### Work request
Filter the listing and keep only the lines with the word "DownloadProgress".

### Data for analysis
Segment Open

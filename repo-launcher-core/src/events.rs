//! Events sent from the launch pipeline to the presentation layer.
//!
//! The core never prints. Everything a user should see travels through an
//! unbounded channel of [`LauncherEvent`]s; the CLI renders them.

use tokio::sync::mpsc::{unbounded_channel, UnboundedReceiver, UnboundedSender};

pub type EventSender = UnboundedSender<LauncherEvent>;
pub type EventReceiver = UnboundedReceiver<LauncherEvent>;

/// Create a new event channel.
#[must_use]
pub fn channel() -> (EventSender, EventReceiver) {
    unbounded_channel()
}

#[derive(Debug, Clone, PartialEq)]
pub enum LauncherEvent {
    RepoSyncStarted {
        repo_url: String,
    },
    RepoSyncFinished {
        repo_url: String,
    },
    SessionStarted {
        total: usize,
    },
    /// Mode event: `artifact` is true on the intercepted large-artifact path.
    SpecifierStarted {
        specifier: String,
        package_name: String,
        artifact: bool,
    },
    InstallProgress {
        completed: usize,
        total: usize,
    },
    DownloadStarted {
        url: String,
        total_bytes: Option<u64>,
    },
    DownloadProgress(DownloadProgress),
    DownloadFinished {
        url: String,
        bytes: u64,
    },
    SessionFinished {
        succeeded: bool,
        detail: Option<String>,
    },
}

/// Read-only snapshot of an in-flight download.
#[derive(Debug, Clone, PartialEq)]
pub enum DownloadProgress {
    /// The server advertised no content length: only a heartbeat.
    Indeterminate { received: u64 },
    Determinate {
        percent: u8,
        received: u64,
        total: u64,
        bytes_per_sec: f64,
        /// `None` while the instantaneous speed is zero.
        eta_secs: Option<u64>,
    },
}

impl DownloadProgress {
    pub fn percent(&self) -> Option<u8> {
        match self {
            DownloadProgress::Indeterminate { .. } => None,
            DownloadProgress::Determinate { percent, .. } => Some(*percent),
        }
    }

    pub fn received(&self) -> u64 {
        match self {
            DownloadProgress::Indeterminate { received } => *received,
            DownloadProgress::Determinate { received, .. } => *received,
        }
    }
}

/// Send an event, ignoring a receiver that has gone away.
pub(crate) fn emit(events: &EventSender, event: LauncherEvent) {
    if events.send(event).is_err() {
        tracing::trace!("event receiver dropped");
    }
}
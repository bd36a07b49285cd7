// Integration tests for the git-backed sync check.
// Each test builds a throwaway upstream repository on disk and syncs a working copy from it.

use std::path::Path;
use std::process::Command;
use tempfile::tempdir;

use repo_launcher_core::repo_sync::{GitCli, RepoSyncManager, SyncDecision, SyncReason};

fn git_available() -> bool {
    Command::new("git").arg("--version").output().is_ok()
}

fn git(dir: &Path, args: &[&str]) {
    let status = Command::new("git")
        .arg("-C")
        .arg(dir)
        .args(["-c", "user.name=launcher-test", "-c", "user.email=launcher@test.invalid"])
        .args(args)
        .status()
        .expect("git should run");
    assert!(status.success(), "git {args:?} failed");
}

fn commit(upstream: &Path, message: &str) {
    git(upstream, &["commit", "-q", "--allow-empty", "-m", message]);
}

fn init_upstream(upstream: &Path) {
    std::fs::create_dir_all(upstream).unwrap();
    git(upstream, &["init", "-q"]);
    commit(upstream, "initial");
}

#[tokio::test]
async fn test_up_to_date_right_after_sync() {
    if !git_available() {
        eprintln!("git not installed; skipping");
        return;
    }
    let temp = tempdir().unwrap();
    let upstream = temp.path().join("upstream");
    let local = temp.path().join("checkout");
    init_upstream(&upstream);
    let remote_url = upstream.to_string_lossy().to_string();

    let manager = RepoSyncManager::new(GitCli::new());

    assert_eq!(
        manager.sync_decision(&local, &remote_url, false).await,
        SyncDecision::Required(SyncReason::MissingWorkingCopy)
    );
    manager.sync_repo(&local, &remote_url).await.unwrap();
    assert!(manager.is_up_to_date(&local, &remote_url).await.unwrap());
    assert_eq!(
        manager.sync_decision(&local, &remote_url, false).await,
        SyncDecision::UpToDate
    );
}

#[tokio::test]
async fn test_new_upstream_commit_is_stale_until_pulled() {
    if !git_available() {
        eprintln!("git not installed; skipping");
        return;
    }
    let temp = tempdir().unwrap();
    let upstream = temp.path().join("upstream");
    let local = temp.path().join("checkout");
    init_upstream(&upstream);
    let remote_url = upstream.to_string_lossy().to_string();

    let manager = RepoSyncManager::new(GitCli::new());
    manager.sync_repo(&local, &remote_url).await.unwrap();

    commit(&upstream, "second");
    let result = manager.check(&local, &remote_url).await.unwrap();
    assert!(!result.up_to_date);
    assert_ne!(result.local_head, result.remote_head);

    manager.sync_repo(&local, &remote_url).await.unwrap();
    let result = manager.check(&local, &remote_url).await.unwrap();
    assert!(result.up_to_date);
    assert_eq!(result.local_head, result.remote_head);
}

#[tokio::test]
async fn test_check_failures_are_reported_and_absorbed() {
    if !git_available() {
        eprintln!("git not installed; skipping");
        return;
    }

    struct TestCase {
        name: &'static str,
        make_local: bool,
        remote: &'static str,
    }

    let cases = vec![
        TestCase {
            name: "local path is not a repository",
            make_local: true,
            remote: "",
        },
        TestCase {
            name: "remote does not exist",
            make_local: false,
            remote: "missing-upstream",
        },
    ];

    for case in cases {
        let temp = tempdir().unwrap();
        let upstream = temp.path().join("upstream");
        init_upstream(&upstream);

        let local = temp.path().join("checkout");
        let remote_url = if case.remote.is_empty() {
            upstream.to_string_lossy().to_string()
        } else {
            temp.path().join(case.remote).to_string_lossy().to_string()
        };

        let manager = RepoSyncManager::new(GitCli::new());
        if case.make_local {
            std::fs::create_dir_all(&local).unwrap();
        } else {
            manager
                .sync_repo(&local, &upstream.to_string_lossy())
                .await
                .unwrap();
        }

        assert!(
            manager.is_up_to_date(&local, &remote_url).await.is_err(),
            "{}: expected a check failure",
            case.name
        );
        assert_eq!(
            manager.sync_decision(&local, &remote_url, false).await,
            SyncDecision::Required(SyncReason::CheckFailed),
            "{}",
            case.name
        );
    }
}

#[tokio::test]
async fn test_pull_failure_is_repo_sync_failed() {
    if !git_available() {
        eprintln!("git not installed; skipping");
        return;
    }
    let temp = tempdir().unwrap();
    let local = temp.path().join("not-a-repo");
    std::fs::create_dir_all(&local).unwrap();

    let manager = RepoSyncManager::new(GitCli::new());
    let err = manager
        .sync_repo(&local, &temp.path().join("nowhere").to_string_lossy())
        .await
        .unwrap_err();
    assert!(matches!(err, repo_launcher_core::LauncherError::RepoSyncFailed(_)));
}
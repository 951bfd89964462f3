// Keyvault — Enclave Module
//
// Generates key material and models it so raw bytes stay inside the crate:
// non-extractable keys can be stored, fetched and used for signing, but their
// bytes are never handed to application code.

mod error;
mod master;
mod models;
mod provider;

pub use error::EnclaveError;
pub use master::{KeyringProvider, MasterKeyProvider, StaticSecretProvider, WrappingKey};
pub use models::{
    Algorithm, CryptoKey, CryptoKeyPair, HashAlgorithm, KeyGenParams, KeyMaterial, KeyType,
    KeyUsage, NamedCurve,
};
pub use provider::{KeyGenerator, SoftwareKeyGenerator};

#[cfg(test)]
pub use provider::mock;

Segment Closed

### Exercise solution
    DownloadProgress(DownloadProgress),
pub enum DownloadProgress {
impl DownloadProgress {
            DownloadProgress::Indeterminate { .. } => None,
            DownloadProgress::Determinate { percent, .. } => Some(*percent),
            DownloadProgress::Indeterminate { received } => *received,
            DownloadProgress::Determinate { received, .. } => *received,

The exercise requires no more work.